(Saved data entries)
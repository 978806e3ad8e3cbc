use thiserror::Error;
use tracing::debug;

pub const GRAPH_KEYWORD: &str = "digraph";
const STRICT_MODIFIER: &str = "strict";

#[derive(Debug, Clone, PartialEq, Eq, Error)]
pub enum ExtractError {
    #[error("response contains no `digraph` keyword")]
    KeywordMissing,
    /// Braces never closed. `start` is the byte offset of the keyword.
    #[error("braces opened after byte {start} are never closed")]
    Unbalanced { start: usize },
}

/// Cut the first brace-balanced `digraph { ... }` block out of free text.
///
/// Scanning starts at the first occurrence of the keyword. A closing brace
/// seen before any opening brace is ignored. The block ends where the depth
/// returns to zero; anything after it is dropped. A `strict` modifier
/// directly before the keyword is kept.
pub fn extract_candidate(raw: &str) -> Result<String, ExtractError> {
    let keyword_at = raw.find(GRAPH_KEYWORD).ok_or(ExtractError::KeywordMissing)?;
    let start = strict_prefix_start(raw, keyword_at).unwrap_or(keyword_at);

    let mut depth = 0_usize;
    let mut opened = false;
    for (offset, ch) in raw[keyword_at..].char_indices() {
        match ch {
            '{' => {
                depth += 1;
                opened = true;
            }
            '}' if opened => {
                depth -= 1;
                if depth == 0 {
                    let end = keyword_at + offset + ch.len_utf8();
                    let candidate = raw[start..end].trim().to_string();
                    debug!(
                        start,
                        end,
                        bytes = candidate.len(),
                        "extracted graph candidate"
                    );
                    return Ok(candidate);
                }
            }
            _ => {}
        }
    }

    Err(ExtractError::Unbalanced { start: keyword_at })
}

/// Text before the first `digraph` keyword, trimmed. The whole input when
/// the keyword is absent.
#[must_use]
pub fn explanation_prefix(raw: &str) -> &str {
    let end = raw.find(GRAPH_KEYWORD).unwrap_or(raw.len());
    let end = strict_prefix_start(raw, end).unwrap_or(end);
    raw[..end].trim()
}

fn strict_prefix_start(raw: &str, keyword_at: usize) -> Option<usize> {
    let before = raw[..keyword_at].trim_end_matches([' ', '\t']);
    if before.len() == keyword_at {
        return None;
    }
    let modifier_at = before.len().checked_sub(STRICT_MODIFIER.len())?;
    let modifier = before.get(modifier_at..)?;
    if !modifier.eq_ignore_ascii_case(STRICT_MODIFIER) {
        return None;
    }
    let boundary = before[..modifier_at]
        .chars()
        .next_back()
        .is_none_or(|ch| !ch.is_alphanumeric() && ch != '_');
    boundary.then_some(modifier_at)
}
use df_core::{ConversationTurn, FlowError, Metrics, RenderedImage};
use df_parser::GraphDocument;
use serde::{Deserialize, Serialize};
use thiserror::Error;
use tracing::{info, warn};

use crate::format::format_explanation;
use crate::generator::{GenerationRequest, GenerationSettings, TextGenerator};
use crate::pipeline::{Pipeline, PipelineFailure};
use crate::prompt::{generation_messages, repair_messages};
use crate::session::Session;

#[derive(Debug, Clone, Copy, PartialEq, Eq, Hash, Serialize, Deserialize)]
#[serde(rename_all = "lowercase")]
pub enum Mode {
    Generate,
    Repair,
}

impl Mode {
    #[must_use]
    pub const fn as_str(self) -> &'static str {
        match self {
            Self::Generate => "generate",
            Self::Repair => "repair",
        }
    }
}

/// A fully successful exchange. The session has already been updated.
#[derive(Debug, Clone, PartialEq, Eq)]
pub struct Interaction {
    pub mode: Mode,
    pub document: GraphDocument,
    /// Bulleted explanation, as stored in the session.
    pub explanation: String,
    pub metrics: Metrics,
    pub image: RenderedImage,
}

/// A failed exchange. The session was left as it was.
#[derive(Debug, Clone, PartialEq, Eq, Error)]
#[error("{} failed: {error}", .mode.as_str())]
pub struct InteractionFailure {
    pub mode: Mode,
    pub error: FlowError,
    /// Present only when rendering was the failing step.
    pub document: Option<GraphDocument>,
    pub metrics: Option<Metrics>,
}

impl InteractionFailure {
    fn new(mode: Mode, error: FlowError) -> Self {
        Self {
            mode,
            error,
            document: None,
            metrics: None,
        }
    }

    fn from_pipeline(mode: Mode, failure: PipelineFailure) -> Self {
        Self {
            mode,
            error: failure.error,
            document: failure.document,
            metrics: failure.metrics,
        }
    }

    /// A valid document was produced but no strategy could draw it.
    #[must_use]
    pub fn visualization_failed(&self) -> bool {
        matches!(self.error, FlowError::Render { .. }) && self.document.is_some()
    }
}

/// Drives Generate and Repair exchanges against a [`Session`].
#[derive(Debug)]
pub struct FlowAssistant<G: TextGenerator> {
    generator: G,
    pipeline: Pipeline,
    settings: GenerationSettings,
}

impl<G: TextGenerator> FlowAssistant<G> {
    #[must_use]
    pub fn new(generator: G, pipeline: Pipeline, settings: GenerationSettings) -> Self {
        Self {
            generator,
            pipeline,
            settings,
        }
    }

    #[must_use]
    pub fn generator(&self) -> &G {
        &self.generator
    }

    #[must_use]
    pub fn pipeline(&self) -> &Pipeline {
        &self.pipeline
    }

    #[must_use]
    pub fn settings(&self) -> &GenerationSettings {
        &self.settings
    }

    /// Ask for a new graph describing `user_input`.
    pub fn generate(
        &self,
        session: &mut Session,
        user_input: &str,
    ) -> Result<Interaction, InteractionFailure> {
        let input = user_input.trim();
        if input.is_empty() {
            return Err(InteractionFailure::new(Mode::Generate, FlowError::EmptyInput));
        }
        let messages =
            generation_messages(session.turns(), session.config().history_window, input);
        self.exchange(Mode::Generate, session, input, messages)
    }

    /// Ask for an improved version of the session's current graph.
    pub fn repair(
        &self,
        session: &mut Session,
        feedback: &str,
    ) -> Result<Interaction, InteractionFailure> {
        let Some(current) = session.current_document() else {
            warn!("repair requested before any graph was generated");
            return Err(InteractionFailure::new(
                Mode::Repair,
                FlowError::RepairWithoutDocument,
            ));
        };
        let feedback = feedback.trim();
        if feedback.is_empty() {
            return Err(InteractionFailure::new(Mode::Repair, FlowError::EmptyInput));
        }
        let messages = repair_messages(
            session.turns(),
            session.config().history_window,
            current,
            feedback,
        );
        self.exchange(Mode::Repair, session, feedback, messages)
    }

    fn exchange(
        &self,
        mode: Mode,
        session: &mut Session,
        user_input: &str,
        messages: Vec<ConversationTurn>,
    ) -> Result<Interaction, InteractionFailure> {
        let request = GenerationRequest::new(&self.settings, messages);
        let raw = self.generator.generate(&request).map_err(|error| {
            warn!(mode = mode.as_str(), %error, "text generation failed");
            InteractionFailure::new(
                mode,
                FlowError::Generation {
                    message: error.to_string(),
                },
            )
        })?;

        let output = self
            .pipeline
            .run(&raw)
            .map_err(|failure| InteractionFailure::from_pipeline(mode, failure))?;

        let explanation = format_explanation(&output.explanation);
        session.commit(output.document.clone(), user_input, explanation.clone());
        info!(
            mode = mode.as_str(),
            nodes = output.metrics.node_count,
            edges = output.metrics.edge_count,
            "exchange complete"
        );
        Ok(Interaction {
            mode,
            document: output.document,
            explanation,
            metrics: output.metrics,
            image: output.image,
        })
    }
}

#[derive(Debug, Clone, PartialEq, Eq, Serialize, Deserialize)]
#[serde(rename_all = "camelCase")]
pub struct SuccessBundle {
    pub document: GraphDocument,
    /// Base64 PNG.
    pub image: String,
    pub metrics: Metrics,
    pub explanation: String,
    pub chat_history: Vec<ConversationTurn>,
}

#[derive(Debug, Clone, PartialEq, Eq, Serialize, Deserialize)]
#[serde(rename_all = "camelCase")]
pub struct FailureBundle {
    pub error: String,
    pub code: String,
    pub chat_history: Vec<ConversationTurn>,
    #[serde(default, skip_serializing_if = "Option::is_none")]
    pub document: Option<GraphDocument>,
    #[serde(default, skip_serializing_if = "Option::is_none")]
    pub metrics: Option<Metrics>,
}

/// The JSON shape handed back to callers after one exchange.
#[derive(Debug, Clone, PartialEq, Eq, Serialize, Deserialize)]
#[serde(untagged)]
pub enum OutputBundle {
    Success(SuccessBundle),
    Failure(FailureBundle),
}

impl OutputBundle {
    #[must_use]
    pub fn new(outcome: &Result<Interaction, InteractionFailure>, session: &Session) -> Self {
        let chat_history = session.turns().to_vec();
        match outcome {
            Ok(interaction) => Self::Success(SuccessBundle {
                document: interaction.document.clone(),
                image: interaction.image.to_base64(),
                metrics: interaction.metrics,
                explanation: interaction.explanation.clone(),
                chat_history,
            }),
            Err(failure) => Self::Failure(FailureBundle {
                error: failure.error.user_message().to_string(),
                code: failure.error.code().as_str().to_string(),
                chat_history,
                document: failure.document.clone(),
                metrics: failure.metrics,
            }),
        }
    }

    #[must_use]
    pub fn is_success(&self) -> bool {
        matches!(self, Self::Success(_))
    }
}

> WHAT YOU HAVE TO DO:
Up to and including the line with "A closing brace", restate the records above word for word from the very first line.

> RESPONSE:
repository 978806e3ad8e3cbc
use thiserror::Error;
use tracing::debug;

pub const GRAPH_KEYWORD: &str = "digraph";
const STRICT_MODIFIER: &str = "strict";

#[derive(Debug, Clone, PartialEq, Eq, Error)]
pub enum ExtractError {
    #[error("response contains no `digraph` keyword")]
    KeywordMissing,
    /// Braces never closed. `start` is the byte offset of the keyword.
    #[error("braces opened after byte {start} are never closed")]
    Unbalanced { start: usize },
}

/// Cut the first brace-balanced `digraph { ... }` block out of free text.
///
/// Scanning starts at the first occurrence of the keyword. A closing brace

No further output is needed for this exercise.